--- START ---

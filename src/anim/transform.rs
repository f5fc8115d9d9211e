//! Per-point spatial transform driven by progress.

use std::fmt;
use std::sync::Arc;

use crate::core::vec3::{Rotation, Vec3};

/// A pure function of progress producing a vector.
pub type ProgressFn = Arc<dyn Fn(f64) -> Vec3 + Send + Sync>;

/// Scale, rotate and translate as functions of eased progress.
///
/// Applied per point in that order: component-wise scale, then rotate the
/// local up axis onto `rotate(t)`, then add `translate(t)`.
#[derive(Clone)]
pub struct Transform {
    scale: ProgressFn,
    rotate: ProgressFn,
    translate: ProgressFn,
}

impl Transform {
    /// Unit scale, no rotation, no translation.
    pub fn identity() -> Self {
        Self {
            scale: Arc::new(|_| Vec3::ONE),
            rotate: Arc::new(|_| Vec3::UP),
            translate: Arc::new(|_| Vec3::ZERO),
        }
    }

    /// Replace the scale function.
    pub fn with_scale(mut self, f: impl Fn(f64) -> Vec3 + Send + Sync + 'static) -> Self {
        self.scale = Arc::new(f);
        self
    }

    /// Replace the rotate function. Its output is a target direction for the
    /// local up axis, not an angle. A zero vector means no rotation.
    pub fn with_rotate(mut self, f: impl Fn(f64) -> Vec3 + Send + Sync + 'static) -> Self {
        self.rotate = Arc::new(f);
        self
    }

    /// Replace the translate function.
    pub fn with_translate(mut self, f: impl Fn(f64) -> Vec3 + Send + Sync + 'static) -> Self {
        self.translate = Arc::new(f);
        self
    }

    /// Scale at `t`.
    #[inline]
    pub fn scale(&self, t: f64) -> Vec3 {
        (self.scale)(t)
    }

    /// Target up direction at `t`.
    #[inline]
    pub fn rotate(&self, t: f64) -> Vec3 {
        (self.rotate)(t)
    }

    /// Translation at `t`.
    #[inline]
    pub fn translate(&self, t: f64) -> Vec3 {
        (self.translate)(t)
    }

    /// Transform one shape point at progress `t`.
    pub fn apply(&self, point: Vec3, t: f64) -> Vec3 {
        let scaled = point.mul_elem(self.scale(t));
        let rotated = match Rotation::between(Vec3::UP, self.rotate(t)) {
            Some(rotation) => rotation.apply(scaled),
            None => scaled,
        };
        rotated + self.translate(t)
    }
}

impl Default for Transform {
    fn default() -> Self {
        Self::identity()
    }
}

impl fmt::Debug for Transform {
    fn fmt(&self, f: &mut fmt::Formatter<'_>) -> fmt::Result {
        f.debug_struct("Transform")
            .field("scale(0)", &self.scale(0.0))
            .field("rotate(0)", &self.rotate(0.0))
            .field("translate(0)", &self.translate(0.0))
            .finish()
    }
}

#[cfg(test)]
mod tests {
    use super::*;

    fn close(a: Vec3, b: Vec3) -> bool {
        a.distance(b) < 1e-9
    }

    #[test]
    fn test_identity_leaves_points() {
        let tf = Transform::identity();
        let p = Vec3::new(1.0, -2.0, 0.5);
        assert!(close(tf.apply(p, 0.3), p));
    }

    #[test]
    fn test_scale_then_translate() {
        let tf = Transform::identity()
            .with_scale(|t| Vec3::new(2.0 * t, 1.0, 1.0))
            .with_translate(|t| Vec3::new(0.0, t, 0.0));
        let out = tf.apply(Vec3::new(1.0, 1.0, 1.0), 0.5);
        assert!(close(out, Vec3::new(1.0, 1.5, 1.0)));
    }

    #[test]
    fn test_rotate_tips_up_axis() {
        // Up tipped onto +X: a point on the up axis lands on +X
        let tf = Transform::identity().with_rotate(|_| Vec3::X);
        assert!(close(tf.apply(Vec3::new(0.0, 2.0, 0.0), 0.0), Vec3::new(2.0, 0.0, 0.0)));
    }

    #[test]
    fn test_zero_rotate_is_no_rotation() {
        let tf = Transform::identity().with_rotate(|_| Vec3::ZERO);
        let p = Vec3::new(1.0, 0.0, 0.0);
        assert!(close(tf.apply(p, 0.7), p));
    }
}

--- END ---

■ **The task**:
Output the entries above in their entirety, exactly as written.

■ **Solution to the exercise**:
filename src/anim/transform.rs
repository f5fc8115d9d9211e
//! Per-point spatial transform driven by progress.

use std::fmt;
use std::sync::Arc;

use crate::core::vec3::{Rotation, Vec3};

/// A pure function of progress producing a vector.
pub type ProgressFn = Arc<dyn Fn(f64) -> Vec3 + Send + Sync>;

/// Scale, rotate and translate as functions of eased progress.
///
/// Applied per point in that order: component-wise scale, then rotate the
/// local up axis onto `rotate(t)`, then add `translate(t)`.
#[derive(Clone)]
pub struct Transform {
    scale: ProgressFn,
    rotate: ProgressFn,
    translate: ProgressFn,
}

impl Transform {
    /// Unit scale, no rotation, no translation.
    pub fn identity() -> Self {
        Self {
            scale: Arc::new(|_| Vec3::ONE),
            rotate: Arc::new(|_| Vec3::UP),
            translate: Arc::new(|_| Vec3::ZERO),
        }
    }

    /// Replace the scale function.
    pub fn with_scale(mut self, f: impl Fn(f64) -> Vec3 + Send + Sync + 'static) -> Self {
        self.scale = Arc::new(f);
        self
    }

    /// Replace the rotate function. Its output is a target direction for the
    /// local up axis, not an angle. A zero vector means no rotation.
    pub fn with_rotate(mut self, f: impl Fn(f64) -> Vec3 + Send + Sync + 'static) -> Self {
        self.rotate = Arc::new(f);
        self
    }

    /// Replace the translate function.
    pub fn with_translate(mut self, f: impl Fn(f64) -> Vec3 + Send + Sync + 'static) -> Self {
        self.translate = Arc::new(f);
        self
    }

    /// Scale at `t`.
    #[inline]
    pub fn scale(&self, t: f64) -> Vec3 {
        (self.scale)(t)
    }

    /// Target up direction at `t`.
    #[inline]
    pub fn rotate(&self, t: f64) -> Vec3 {
        (self.rotate)(t)
    }

    /// Translation at `t`.
    #[inline]
    pub fn translate(&self, t: f64) -> Vec3 {
        (self.translate)(t)
    }

    /// Transform one shape point at progress `t`.
    pub fn apply(&self, point: Vec3, t: f64) -> Vec3 {
        let scaled = point.mul_elem(self.scale(t));
        let rotated = match Rotation::between(Vec3::UP, self.rotate(t)) {
            Some(rotation) => rotation.apply(scaled),
            None => scaled,
        };
        rotated + self.translate(t)
    }
}

impl Default for Transform {
    fn default() -> Self {
        Self::identity()
    }
}

impl fmt::Debug for Transform {
    fn fmt(&self, f: &mut fmt::Formatter<'_>) -> fmt::Result {
        f.debug_struct("Transform")
            .field("scale(0)", &self.scale(0.0))
            .field("rotate(0)", &self.rotate(0.0))
            .field("translate(0)", &self.translate(0.0))
            .finish()
    }
}

#[cfg(test)]
mod tests {
    use super::*;

    fn close(a: Vec3, b: Vec3) -> bool {
        a.distance(b) < 1e-9
    }

    #[test]
    fn test_identity_leaves_points() {
        let tf = Transform::identity();
        let p = Vec3::new(1.0, -2.0, 0.5);
        assert!(close(tf.apply(p, 0.3), p));
    }

    #[test]
    fn test_scale_then_translate() {
        let tf = Transform::identity()
            .with_scale(|t| Vec3::new(2.0 * t, 1.0, 1.0))
            .with_translate(|t| Vec3::new(0.0, t, 0.0));
        let out = tf.apply(Vec3::new(1.0, 1.0, 1.0), 0.5);
        assert!(close(out, Vec3::new(1.0, 1.5, 1.0)));
    }

    #[test]
    fn test_rotate_tips_up_axis() {
        // Up tipped onto +X: a point on the up axis lands on +X
        let tf = Transform::identity().with_rotate(|_| Vec3::X);
        assert!(close(tf.apply(Vec3::new(0.0, 2.0, 0.0), 0.0), Vec3::new(2.0, 0.0, 0.0)));
    }

    #[test]
    fn test_zero_rotate_is_no_rotation() {
        let tf = Transform::identity().with_rotate(|_| Vec3::ZERO);
        let p = Vec3::new(1.0, 0.0, 0.0);
        assert!(close(tf.apply(p, 0.7), p));
    }
}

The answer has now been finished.